Dieta per Ipotiroidismo: consigli ed esempio

iodioL’ipotiroidismo si può combattere, almeno parzialmente, seguendo una dieta specifica. Lo iodio infatti gioca un ruolo assolutamente fondamentale nell’aiutare la tiroide a funzionare nel modo giusto.

Ma si può davvero mettere a punto una dieta per l’ipotiroidismo? Vediamolo insieme.

Quando può aiutare la dieta?

La dieta può aiutare in tutti quei casi in cui la scarsa funzionalità della tiroide dipende appunto da una mancanza di iodio. In tutti gli altri casi, invece, è bene non aspettarsi molto da un’integrazione di iodio nel nostro regime alimentare, dato che non essendo la sua assenza causa del problema, non potremo trarre beneficio da dosi giornaliere più alte di questo minerale.

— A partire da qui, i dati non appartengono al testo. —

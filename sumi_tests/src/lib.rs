// Copyright 2025 the Sumi Authors
// SPDX-License-Identifier: Apache-2.0 OR MIT

//! Shared harness for Sumi's GPU integration tests.

use anyhow::{anyhow, Result};
use sumi::util::{read_texture, RenderContext};
use sumi::wgpu::{self, Device, Queue};
use sumi::StrokePoint;

/// A usable GPU device for one test.
pub struct TestContext {
    pub device: Device,
    pub queue: Queue,
}

/// Acquires a compute-capable device, or `None` when the machine has no
/// usable adapter; tests return early in that case instead of failing.
pub fn gpu_context() -> Option<TestContext> {
    let mut context = RenderContext::new();
    let id = pollster::block_on(context.device())?;
    let handle = &context.devices[id];
    let flags = handle.adapter().get_downlevel_capabilities().flags;
    if !flags.contains(wgpu::DownlevelFlags::COMPUTE_SHADERS) {
        return None;
    }
    Some(TestContext {
        device: handle.device.clone(),
        queue: handle.queue.clone(),
    })
}

/// Unpadded texture contents.
pub fn read_pixels(ctx: &TestContext, texture: &wgpu::Texture) -> Result<Vec<u8>> {
    read_texture(&ctx.device, &ctx.queue, texture).map_err(|e| anyhow!("readback failed: {e}"))
}

/// `R32Float` texture contents as `f32` texels.
pub fn read_distances(ctx: &TestContext, texture: &wgpu::Texture) -> Result<Vec<f32>> {
    let bytes = read_pixels(ctx, texture)?;
    Ok(bytes
        .chunks_exact(4)
        .map(|c| f32::from_ne_bytes([c[0], c[1], c[2], c[3]]))
        .collect())
}

/// Constant-pressure stroke points.
pub fn stroke(points: &[(f64, f64)], pressure: f64) -> Vec<StrokePoint> {
    points
        .iter()
        .map(|&(x, y)| StrokePoint::new(x, y, pressure))
        .collect()
}

/// A render-attachment texture the compositors can also sample and read.
pub fn target_texture(ctx: &TestContext, width: u32, height: u32) -> wgpu::Texture {
    ctx.device.create_texture(&wgpu::TextureDescriptor {
        label: Some("test target"),
        size: wgpu::Extent3d {
            width,
            height,
            depth_or_array_layers: 1,
        },
        mip_level_count: 1,
        sample_count: 1,
        dimension: wgpu::TextureDimension::D2,
        format: wgpu::TextureFormat::Rgba8Unorm,
        usage: wgpu::TextureUsages::RENDER_ATTACHMENT
            | wgpu::TextureUsages::TEXTURE_BINDING
            | wgpu::TextureUsages::COPY_SRC,
        view_formats: &[],
    })
}

/// One `Rgba8` pixel of an unpadded readback.
pub fn pixel(pixels: &[u8], width: u32, x: u32, y: u32) -> [u8; 4] {
    let start = ((y * width + x) * 4) as usize;
    [
        pixels[start],
        pixels[start + 1],
        pixels[start + 2],
        pixels[start + 3],
    ]
}
// Copyright 2025 the Sumi Authors
// SPDX-License-Identifier: Apache-2.0 OR MIT

//! Sumi turns a stream of pressure-tagged pointer samples into an
//! antialiased, brush-colored mark in a layer's texture.
//!
//! The pipeline has two halves:
//!
//! - CPU geometry: [`build_ribbon_polygon`] offsets the stroke's centerline
//!   into a closed outline, [`triangulate`] ear-clips it into a mesh, and
//!   [`build_edge_buffer`] emits the outline's boundary edges.
//! - GPU passes: [`FieldPipeline`] seeds a texture from the boundary edges,
//!   propagates nearest-seed coordinates with the jump flooding algorithm,
//!   encodes a normalized distance field, and renders the stroke from it.
//!   [`StrokeCompositor`] then places the result in a layer, and
//!   [`LayerCompositor`] merges the layers for display.
//!
//! [`Renderer`] owns the GPU stages and orchestrates a full stroke via
//! [`Renderer::finalize_stroke`]. Everything is constructor-injected; the
//! crate holds no global state. The distance field is single-channel and
//! unsigned.
//!
//! With the `wgpu` feature disabled, only the CPU geometry stages are built.

mod bounds;
mod edges;
mod history;
mod ribbon;
mod stroke;
mod triangulate;

#[cfg(feature = "wgpu")]
mod composite;
#[cfg(feature = "wgpu")]
mod field;
#[cfg(feature = "wgpu")]
mod renderer;
#[cfg(feature = "wgpu")]
mod shaders;
#[cfg(feature = "wgpu")]
pub mod util;

pub use peniko;
pub use peniko::kurbo;
#[cfg(feature = "wgpu")]
pub use wgpu;

pub use bounds::{calculate_bounds, Bounds};
pub use edges::{build_edge_buffer, EdgeBuffer, EdgeRecord};
pub use history::{History, HistoryEntry};
pub use ribbon::{build_ribbon_polygon, dot_polygon, Polygon, RibbonSegment};
pub use stroke::{BlendMode, JoinThresholds, StrokePoint, StrokeSettings};
pub use triangulate::{triangulate, vertex_data};

#[cfg(feature = "wgpu")]
pub use composite::{Drawable, DrawableList, Layer, LayerCompositor, StrokeCompositor};
#[cfg(feature = "wgpu")]
pub use field::{FieldOutput, FieldPipeline, FieldStages, DEFAULT_FIELD_SIZE};
#[cfg(feature = "wgpu")]
pub use renderer::{FailureCounters, Renderer, RendererOptions};

/// Errors from pipeline initialization and explicit synchronization points.
///
/// Per-stroke failures are not errors: a dropped stroke is a `None` at the
/// call that dropped it, counted in [`FailureCounters`].
#[derive(thiserror::Error, Debug)]
#[non_exhaustive]
pub enum Error {
    /// There is no available device with the features required by the
    /// pipeline.
    #[cfg(feature = "wgpu")]
    #[error("couldn't find a suitable device")]
    NoCompatibleDevice,
    /// Failed to async map a readback buffer.
    /// See [`wgpu::BufferAsyncError`] for more information.
    #[cfg(feature = "wgpu")]
    #[error("failed to async map a buffer")]
    BufferAsyncError(#[from] wgpu::BufferAsyncError),
    /// A readback was requested for a texture format without a fixed texel
    /// byte width.
    #[cfg(feature = "wgpu")]
    #[error("texture format {0:?} cannot be read back")]
    UnsupportedReadbackFormat(wgpu::TextureFormat),
    /// The readback channel closed before the map callback delivered a
    /// result.
    #[cfg(feature = "wgpu")]
    #[error("readback channel closed")]
    ReadbackChannelClosed,
    #[cfg(feature = "wgpu")]
    #[error("wgpu Error from scope")]
    WgpuErrorFromScope(#[from] wgpu::Error),
}

pub type Result<T, E = Error> = std::result::Result<T, E>;
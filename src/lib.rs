//! Obstetric hospital matching - ranks maternity hospitals for an emergency
//!
//! This library provides the pipeline behind the matching service: a hospital
//! table is decoded and normalized, distances from the user are computed with
//! the haversine formula, candidates are scored and ranked, and the ranking is
//! projected into table rows and map markers.

pub mod config;
pub mod core;
pub mod models;
pub mod routes;
pub mod services;

// Re-export commonly used types
pub use core::{distance::haversine_distance, load_table, Ranker};
pub use models::{HospitalRecord, PenaltyWeights, RankedCandidate, SearchContext, UserPosition};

La dieta per l’ipotiroidismo da iodio

Un ipotiroidismo che abbia tra le sue cause una carenza di iodio può essere combattuto integrando dosi maggiori di questo minerale della dieta. Non è necessario ricorrere necessariamente agli integratori: si può aggiungere infatti questa sostanza alla nostra dieta semplicemente, e lo vedremo tra pochissimo, ricorrendo all’utilizzo di alimenti che lo contengono in buone quantità.

Quali alimenti aggiungere alla nostra dieta?

Possiamo, anzi, dobbiamo aggiungere alla nostra dieta per almeno 2 volte a settimana:

  • Pesce azzurro;
  • Pesce bianco;
  • Alghe marine, di ogni tipo;
  • Molluschi, come cozze e vongole.

Al tempo stesso, bisogna fare attenzione a consumare gli alimenti che troverete successivamente nella prossima lista, dato che incidono negativamente sull’assimilazione dello iodio stesso:

  • Rape;
  • Ravanelli;
  • Cavolfiori;
  • Soia;
  • Miglio;
  • Semi di lino;
  • Broccoli.

Questi alimenti, per chi ha problemi legati alla carenza di iodio che hanno causato l’ipotiroidismo, vanno consumati con estrema parsimonia.

Ipotiroidismo e menopausa

La causa dell’ipotiroidismo può essere anche correlata alla menopausa. In questo caso la dieta ricca di iodio non può aiutarci in alcun modo, trattandosi di scompensi ormonali che vanno trattati separatamente.

Ipotiroidismo di Hashimoto

Anche in questo caso non c’è molto che la dieta possa fare per aiutarci a recuperare una funzionalità tiroidea corretta. Si tratta infatti di una patologia autoimmune, che non può trovare alcun tipo di sollievo nell’assunzione di iodio.

Gli altri tipi di ipotiroidismo: con colesterolo basso, autoimmune, cronico e sbuccino

Si tratta, anche in questo caso, di tipologie di ipotiroidismo che non possono trarre alcun tipo di giovamento dal ricorso all’integrazione di dosi maggiori di iodio nel proprio regime alimentare. Si tratta, infatti, di patologie che hanno cause diverse e separate, che dovrebbero essere trattate dunque di conseguenza, rivolgendosi non al proprio dietologo, ma al proprio medico curante.